Morning Remembrance Portraits by Nathan Smith copyright 2011

Murray Handwerker, who transformed his dad’s local hot dog business into something even worse, a national hot dog business, is now completely out of business.

The 89 year-old reportedly died of heart failure after a particularly arduous night spent deboning his meat.

It was way back in 1916 that Murray’s father, Nathan, started the little Coney Island hot dog stand with nothing more than a pocket full of gumption and an acceptable level of rat hair and insect parts.

The stand soon became an American legend, and like Coney Island’s amusement parks, its name became virtually synonymous with hot dogs and the sound of people screaming in stomach pain.

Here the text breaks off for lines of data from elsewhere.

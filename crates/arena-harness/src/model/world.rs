//! Model world - the reference room coordinator.
//!
//! A deliberately naive re-statement of the coordinator's behavior: plain
//! ordered maps, linear scans, no reverse indexes. It's the oracle against
//! which the real driver is verified.

use std::collections::{BTreeMap, BTreeSet};

use arena_proto::{ChatMessage, ServerMessage};

use super::operation::{
    ClientId, ModelLanguage, ModelRoomId, Operation, OperationError, OperationResult, chat_body,
    code_payload, identity_for, room_name,
};

/// Language new rooms start with.
const DEFAULT_LANGUAGE: &str = "javascript";

/// Observable state for oracle comparison.
///
/// This is the subset of world state that can be compared against the real
/// implementation.
#[derive(Debug, Clone, PartialEq)]
pub struct ObservableState {
    /// Live rooms: `(room, sorted members, language)`, sorted by room.
    pub rooms: Vec<(String, Vec<String>, String)>,
    /// Per-client subscribed rooms (sorted). Empty for disconnected clients.
    pub client_rooms: Vec<Vec<String>>,
    /// Per-client messages received, in delivery order.
    pub inboxes: Vec<Vec<ServerMessage>>,
}

/// A room in the model.
#[derive(Debug, Clone, PartialEq, Eq)]
pub struct ModelRoom {
    /// Identities in the room.
    pub members: BTreeSet<String>,
    /// Current language.
    pub language: String,
}

/// Model world - the reference implementation.
#[derive(Debug, Clone)]
pub struct ModelWorld {
    /// Connected clients and the rooms each is subscribed to.
    connected: BTreeMap<ClientId, BTreeSet<ModelRoomId>>,
    /// Live rooms.
    rooms: BTreeMap<ModelRoomId, ModelRoom>,
    /// Messages received per client.
    inboxes: Vec<Vec<ServerMessage>>,
}

impl ModelWorld {
    /// Create a new model world with the given number of clients.
    pub fn new(num_clients: usize) -> Self {
        Self {
            connected: BTreeMap::new(),
            rooms: BTreeMap::new(),
            inboxes: vec![Vec::new(); num_clients],
        }
    }

    /// Number of clients in the world.
    pub fn num_clients(&self) -> usize {
        self.inboxes.len()
    }

    /// Whether a client has an open connection.
    pub fn is_connected(&self, client_id: ClientId) -> bool {
        self.connected.contains_key(&client_id)
    }

    /// A live room.
    pub fn room(&self, room_id: ModelRoomId) -> Option<&ModelRoom> {
        self.rooms.get(&room_id)
    }

    /// Apply an operation and return the result.
    ///
    /// This is the main entry point for model-based testing. The result should
    /// match the real implementation's result.
    pub fn apply(&mut self, op: &Operation) -> OperationResult {
        let client_id = op.client_id();
        if usize::from(client_id) >= self.num_clients() {
            return OperationResult::Error(OperationError::InvalidClient);
        }

        if let Operation::Connect { .. } = op {
            if self.is_connected(client_id) {
                return OperationResult::Error(OperationError::AlreadyConnected);
            }
            self.connected.insert(client_id, BTreeSet::new());
            return OperationResult::Ok;
        }

        if !self.is_connected(client_id) {
            return OperationResult::Error(OperationError::NotConnected);
        }

        match op {
            Operation::Connect { .. } => {},
            Operation::Join { room_id, .. } => self.apply_join(client_id, *room_id),
            Operation::Leave { room_id, .. } => self.apply_leave(client_id, *room_id),
            Operation::SetLanguage { room_id, language, .. } => {
                self.apply_set_language(*room_id, *language);
            },
            Operation::CodeUpdate { room_id, revision, .. } => {
                let message = ServerMessage::UpdateCode(code_payload(*room_id, *revision));
                self.deliver(*room_id, Some(client_id), &message);
            },
            Operation::SendMessage { room_id, seed, .. } => {
                let message = ServerMessage::ReceiveMessage(ChatMessage {
                    username: identity_for(client_id),
                    message: chat_body(*seed),
                });
                self.deliver(*room_id, Some(client_id), &message);
            },
            Operation::Disconnect { .. } => self.apply_disconnect(client_id),
        }

        OperationResult::Ok
    }

    fn apply_join(&mut self, client_id: ClientId, room_id: ModelRoomId) {
        if let Some(rooms) = self.connected.get_mut(&client_id) {
            rooms.insert(room_id);
        }

        let room = self.rooms.entry(room_id).or_insert_with(|| ModelRoom {
            members: BTreeSet::new(),
            language: DEFAULT_LANGUAGE.to_string(),
        });
        room.members.insert(identity_for(client_id));

        let language = ServerMessage::RoomLanguage(room.language.clone());
        let members = ServerMessage::ActiveUsers(room.members.iter().cloned().collect());

        self.inboxes[usize::from(client_id)].push(language);
        self.deliver(room_id, None, &members);
    }

    fn apply_set_language(&mut self, room_id: ModelRoomId, language: ModelLanguage) {
        let Some(room) = self.rooms.get_mut(&room_id) else {
            return;
        };
        room.language = language.as_str().to_string();
        self.deliver(room_id, None, &ServerMessage::RoomLanguage(language.as_str().to_string()));
    }

    fn apply_leave(&mut self, client_id: ClientId, room_id: ModelRoomId) {
        if let Some(rooms) = self.connected.get_mut(&client_id) {
            rooms.remove(&room_id);
        }

        if !self.sibling_in_room(client_id, room_id) {
            self.depart(&identity_for(client_id), room_id);
        }
    }

    fn apply_disconnect(&mut self, client_id: ClientId) {
        let Some(subscribed) = self.connected.remove(&client_id) else {
            return;
        };
        let identity = identity_for(client_id);

        for room_id in subscribed {
            if !self.sibling_in_room(client_id, room_id) {
                self.depart(&identity, room_id);
            }
        }
    }

    /// Whether another connected client with the same identity is
    /// subscribed to the room.
    fn sibling_in_room(&self, client_id: ClientId, room_id: ModelRoomId) -> bool {
        let identity = identity_for(client_id);
        self.connected.iter().any(|(other, rooms)| {
            *other != client_id && identity_for(*other) == identity && rooms.contains(&room_id)
        })
    }

    /// Remove an identity from a room and tell whoever is left.
    fn depart(&mut self, identity: &str, room_id: ModelRoomId) {
        let Some(room) = self.rooms.get_mut(&room_id) else {
            return;
        };
        if !room.members.remove(identity) {
            return;
        }

        if room.members.is_empty() {
            self.rooms.remove(&room_id);
        } else {
            let members = ServerMessage::ActiveUsers(room.members.iter().cloned().collect());
            self.deliver(room_id, None, &members);
        }
    }

    /// Push a message to every connected client subscribed to the room.
    fn deliver(&mut self, room_id: ModelRoomId, exclude: Option<ClientId>, message: &ServerMessage) {
        for (client_id, rooms) in &self.connected {
            if Some(*client_id) != exclude && rooms.contains(&room_id) {
                self.inboxes[usize::from(*client_id)].push(message.clone());
            }
        }
    }

    /// Extract observable state for comparison.
    pub fn observable_state(&self) -> ObservableState {
        let rooms = self
            .rooms
            .iter()
            .map(|(room_id, room)| {
                (room_name(*room_id), room.members.iter().cloned().collect(), room.language.clone())
            })
            .collect();

        let client_rooms = (0..self.num_clients())
            .map(|i| {
                self.connected
                    .get(&(i as ClientId))
                    .map(|rooms| rooms.iter().map(|r| room_name(*r)).collect())
                    .unwrap_or_default()
            })
            .collect();

        ObservableState { rooms, client_rooms, inboxes: self.inboxes.clone() }
    }
}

Nathan’s Famous hot dogs became so popular that President Franklin D. Roosevelt served them to the King and Queen of England on their 1939 visit to America. The story goes that when lunchtime came around the Queen decided she wanted to play a round of Twenty Questions in order to guess what her entrée was going to be, which of course was a delicious Nathan’s Famous Hot Dog.

“Off you go then, Elizabeth,” said His Majesty starting the game.

“Err… Is it hot and delicious?” the Queen asked.

“Yes, Lizzy,” replied the King.

“Oh good,” said the Queen, “Is it bigger than a breadbox?”

“No,” answered the King.

“Oh.” she said, “So it’s NOT a horse’s dick?”

Later in 1945, President Roosevelt had Nathan’s hot dogs sent to the Yalta Conference. Within minutes Roosevelt started a fight over “Who got the Czecho-Coleslaw-Kia,” which ended when Stalin reportedly “slipped Churchill the wiener.”

After World War II ended, Handwerker returned home worn, battle weary, and tired of the relentless dick jokes. Still the ambitious young man knew the time was ripe to expand the business and give every American the chance to taste his hot, juicy durger.

In a recent interview Nathan’s son said that throughout his life the hot dog magnate always ate his frankfurters the same way: “Au naturel.” Which probably explains why he was arrested so many times at Yankee Stadium.

Over the decades Handwerker helped create such iconic ad slogans as, “The World’s Best Frankfurter,” “Nathan’s The Original Famous,” and the memorable, “A Stuck Hot Dog Is Almost Impossible To Dislodge From A Child’s Windpipe.”

Handwerker requested his remains be run through a grinder, mixed with binders and fillers in a vat, forced through tubes into the small intestine of a sheep, and then placed strategically inside Anthony Weiner’s briefs.